AIM OF THE EXERCISE: Of all the lines below, return only those starting with the line holding "#![warn(clippy::missing_docs_in_private_items)]" and going on through the line holding "and overall feedback.", exactly as written.

::::::::

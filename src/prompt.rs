#![warn(missing_docs)]
#![warn(clippy::missing_docs_in_private_items)]

//! Builds the grading prompt from the rubric and the form's context fields.

use std::fmt::Write as _;

use crate::{error::GradeError, request::GradingContext};

/// Opening line that sets up the grader persona.
const INTRO: &str = include_str!("prompts/intro.md");
/// Closing request for per-criterion scores and overall feedback.
const CLOSING: &str = include_str!("prompts/closing.md");

/// Compiles the grading prompt.
///
/// The prompt states the grade level and its expectations, the grading
/// approach for the leniency band, the assignment instructions (when given),
/// every criterion in input order with its weight (names and descriptions
/// are written exactly as given), and finally what the response should
/// contain. The same context always yields the same string.
pub fn compile(context: &GradingContext) -> Result<String, GradeError> {
    if context.rubric.is_empty() {
        return Err(GradeError::EmptyRubric);
    }

    let mut prompt = String::with_capacity(4096);
    prompt.push_str(INTRO.trim_end());
    prompt.push_str("\n\n");

    let level = context.grade_level;
    // Writing into a String cannot fail.
    let _ = writeln!(prompt, "GRADE LEVEL: {}", level.label());
    prompt.push_str("GRADE LEVEL EXPECTATIONS:\n");
    prompt.push_str(level.expectations().trim_end());
    prompt.push_str("\n\n");

    let band = context.leniency.band();
    let _ = writeln!(prompt, "LENIENCY: {}/10 ({})", context.leniency.value(), band.label());
    prompt.push_str(band.instructions().trim_end());
    prompt.push_str("\n\n");

    let instructions = context.assignment_instructions.trim();
    if !instructions.is_empty() {
        let _ = write!(prompt, "ASSIGNMENT INSTRUCTIONS:\n{instructions}\n\n");
    }

    prompt.push_str("RUBRIC CRITERIA:\n");
    for criterion in &context.rubric {
        let _ = writeln!(
            prompt,
            "- {} (weight {}): {}",
            criterion.name,
            criterion.weight_label(),
            criterion.description
        );
    }

    prompt.push('\n');
    prompt.push_str(CLOSING.trim_end());
    Ok(prompt)
}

::::::::

THE COMPLETED TASK:
#![warn(clippy::missing_docs_in_private_items)]

//! Builds the grading prompt from the rubric and the form's context fields.

use std::fmt::Write as _;

use crate::{error::GradeError, request::GradingContext};

/// Opening line that sets up the grader persona.
const INTRO: &str = include_str!("prompts/intro.md");
/// Closing request for per-criterion scores and overall feedback.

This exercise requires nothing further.